Required action =
Retype all of the material exactly, leaving no line out.

Records shown =
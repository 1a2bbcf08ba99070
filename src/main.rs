//! Masterblog API
//!
//! A REST API for creating, editing, searching and deleting blog posts.
//! Posts live in memory for the lifetime of the process.

use masterblog_api::{build_router, config::Config, state::AppState};
use std::net::SocketAddr;
use tracing::info;

#[tokio::main]
async fn main() -> anyhow::Result<()> {
    // Initialize tracing
    tracing_subscriber::fmt()
        .with_env_filter(tracing_subscriber::EnvFilter::from_default_env())
        .init();

    // Load configuration
    let config = Config::from_env();
    info!("Configuration loaded: {:?}", config);

    // Initialize the post store with its seed posts
    let app_state = AppState::new();
    info!("Seeded store with {} posts", app_state.post_count());

    let app = build_router(app_state.into_shared());

    // Bind to address from config
    let addr: SocketAddr = config
        .server_addr()
        .parse()
        .map_err(|e| anyhow::anyhow!("Invalid server address: {}", e))?;

    info!("🚀 Server running on http://{}", addr);
    info!("Version: {}", env!("CARGO_PKG_VERSION"));

    let listener = tokio::net::TcpListener::bind(&addr).await?;

    // Setup graceful shutdown
    axum::serve(listener, app)
        .with_graceful_shutdown(shutdown_signal())
        .await?;

    info!("Server shutdown complete");
    Ok(())
}

/// Handle graceful shutdown signals (Ctrl+C, SIGTERM)
async fn shutdown_signal() {
    let ctrl_c = async {
        if let Err(e) = tokio::signal::ctrl_c().await {
            tracing::error!("Failed to install Ctrl+C handler: {}", e);
            std::future::pending::<()>().await;
        }
    };

    #[cfg(unix)]
    let terminate = async {
        match tokio::signal::unix::signal(tokio::signal::unix::SignalKind::terminate()) {
            Ok(mut signal) => {
                signal.recv().await;
            }
            Err(e) => {
                tracing::error!("Failed to install SIGTERM handler: {}", e);
                std::future::pending::<()>().await;
            }
        }
    };

    #[cfg(not(unix))]
    let terminate = std::future::pending::<()>();

    tokio::select! {
        _ = ctrl_c => {
            info!("Received Ctrl+C, shutting down gracefully...");
        },
        _ = terminate => {
            info!("Received SIGTERM, shutting down gracefully...");
        },
    }
}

Written response =
repository 1a2bbcf08ba99070
filename src/main.rs
//! Masterblog API
//!
//! A REST API for creating, editing, searching and deleting blog posts.
//! Posts live in memory for the lifetime of the process.

use masterblog_api::{build_router, config::Config, state::AppState};
use std::net::SocketAddr;
use tracing::info;

#[tokio::main]
async fn main() -> anyhow::Result<()> {
    // Initialize tracing
    tracing_subscriber::fmt()
        .with_env_filter(tracing_subscriber::EnvFilter::from_default_env())
        .init();

    // Load configuration
    let config = Config::from_env();
    info!("Configuration loaded: {:?}", config);

    // Initialize the post store with its seed posts
    let app_state = AppState::new();
    info!("Seeded store with {} posts", app_state.post_count());

    let app = build_router(app_state.into_shared());

    // Bind to address from config
    let addr: SocketAddr = config
        .server_addr()
        .parse()
        .map_err(|e| anyhow::anyhow!("Invalid server address: {}", e))?;

    info!("🚀 Server running on http://{}", addr);
    info!("Version: {}", env!("CARGO_PKG_VERSION"));

    let listener = tokio::net::TcpListener::bind(&addr).await?;

    // Setup graceful shutdown
    axum::serve(listener, app)
        .with_graceful_shutdown(shutdown_signal())
        .await?;

    info!("Server shutdown complete");
    Ok(())
}

/// Handle graceful shutdown signals (Ctrl+C, SIGTERM)
async fn shutdown_signal() {
    let ctrl_c = async {
        if let Err(e) = tokio::signal::ctrl_c().await {
            tracing::error!("Failed to install Ctrl+C handler: {}", e);
            std::future::pending::<()>().await;
        }
    };

    #[cfg(unix)]
    let terminate = async {
        match tokio::signal::unix::signal(tokio::signal::unix::SignalKind::terminate()) {
            Ok(mut signal) => {
                signal.recv().await;
            }
            Err(e) => {
                tracing::error!("Failed to install SIGTERM handler: {}", e);
                std::future::pending::<()>().await;
            }
        }
    };

    #[cfg(not(unix))]
    let terminate = std::future::pending::<()>();

    tokio::select! {
        _ = ctrl_c => {
            info!("Received Ctrl+C, shutting down gracefully...");
        },
        _ = terminate => {
            info!("Received SIGTERM, shutting down gracefully...");
        },
    }
}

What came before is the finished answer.